Although the Wildcat Branch was in use from 1836 to 1848 and again from 1874 on, there was no station on the branch. On June 14, 1959, the Boston and Maine Railroad introduced a series of service cutbacks, including the abandonment of the north half of the Woburn Loop. Service on the Western Route (B&M mainline) was discontinued from Reading station to Wilmington Junction; all service to Haverhill station and beyond was rerouted via the Wilmington Branch (now known as the Wildcat Branch). North Wilmington station on the Western Route was replaced with Salem Street. A single low-level platform was built on the east side of the line's single track, along with a small parking area.

When the newly formed MBTA began funding B&M commuter service in January 1965, state subsidies were provided only for service to Reading on the Western Route and Wilmington on the Lowell Line; local governments were required to fund out-of-district service. Salem Street was closed on June 30, 1967, as the B&M cut all service on the line except for a single round trip to Haverhill. That single trip was cut in June 1976.

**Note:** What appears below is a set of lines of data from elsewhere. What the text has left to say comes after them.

//! Query text properties across both products.

use chrono::NaiveDate;
use pretty_assertions::assert_eq;
use realtime_query::product::ProductType;
use realtime_query::query::{build_query, DateRange, FieldSelection, Filter};

fn range(start: &str, end: &str) -> DateRange {
    DateRange::new(start.parse().unwrap(), end.parse().unwrap()).unwrap()
}

/// Lines of the `filter: { ... }` block, trimmed.
fn filter_lines(text: &str) -> Vec<String> {
    text.lines()
        .skip_while(|l| l.trim() != "filter: {")
        .skip(1)
        .take_while(|l| l.trim() != "},")
        .map(|l| l.trim().to_string())
        .collect()
}

#[test]
fn test_ts_range_for_every_product() {
    for product in ProductType::ALL {
        let fields = FieldSelection::new([product.default_field()]).unwrap();
        let query = build_query(product, &fields, &range("2024-02-27", "2024-03-02"), None);

        let lines = filter_lines(query.text());
        assert_eq!(
            lines,
            vec![r#"tsRange: {begin: "2024-02-27T00:00:00", end: "2024-03-02T23:59:59"}"#]
        );
        let head = format!(
            "query {} {{\n    {}(",
            product.query_name(),
            product.root_field()
        );
        assert!(query.text().starts_with(&head));
    }
}

#[test]
fn test_filter_rendering() {
    let fields = FieldSelection::new(["host", "status"]).unwrap();
    let r = range("2024-03-01", "2024-03-01");

    let numeric = Filter::from_parts("status", "200");
    let text = build_query(ProductType::Events, &fields, &r, numeric.as_ref());
    assert_eq!(filter_lines(text.text())[1], "status: 200");

    let quoted = Filter::from_parts("host", "example.com");
    let text = build_query(ProductType::Events, &fields, &r, quoted.as_ref());
    assert_eq!(filter_lines(text.text())[1], r#"host: "example.com""#);

    for (field, value) in [("", "200"), ("host", ""), ("", "")] {
        let filter = Filter::from_parts(field, value);
        let text = build_query(ProductType::Events, &fields, &r, filter.as_ref());
        assert_eq!(filter_lines(text.text()).len(), 1);
    }
}

#[test]
fn test_metrics_query_text() {
    let fields = FieldSelection::new(["geolocCountryName", "requests", "requests"]).unwrap();
    let filter = Filter::from_parts("geolocCountryName", "Brazil");
    let day = NaiveDate::from_ymd_opt(2024, 5, 10).unwrap();
    let query = build_query(
        ProductType::Metrics,
        &fields,
        &DateRange::new(day, day).unwrap(),
        filter.as_ref(),
    );

    let expected = r#"query MetricsQuery {
    httpMetrics(
        limit: 10000,
        filter: {
            tsRange: {begin: "2024-05-10T00:00:00", end: "2024-05-10T23:59:59"},
            geolocCountryName: "Brazil"
        },
        aggregate: {count: ts},
        groupBy: [geolocCountryName,requests],
        orderBy: [count_DESC]
    ) {
        geolocCountryName
        requests
    }
}
"#;
    assert_eq!(query.text(), expected);
}

#[test]
fn test_repeated_builds_are_identical() {
    let fields = FieldSelection::new(["status", "host"]).unwrap();
    let filter = Filter::from_parts("status", "503");
    let r = range("2024-03-01", "2024-03-07");

    let first = build_query(ProductType::Events, &fields, &r, filter.as_ref());
    for _ in 0..5 {
        let again = build_query(ProductType::Events, &fields, &r, filter.as_ref());
        assert_eq!(again.text(), first.text());
    }
}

When Haverhill service resumed as part of the MBTA Commuter Rail system in December 1979, it ran on the pre-1959 routing via Reading. The former stop at Salem Street on the Wildcat Branch, plus the North Andover station on the mainline, were not returned to service. Although several daily Haverhill trains running over the Wildcat Branch were soon added, to be joined by Amtrak Downeaster service beginning in 2001, the Salem Street stop was not reactivated.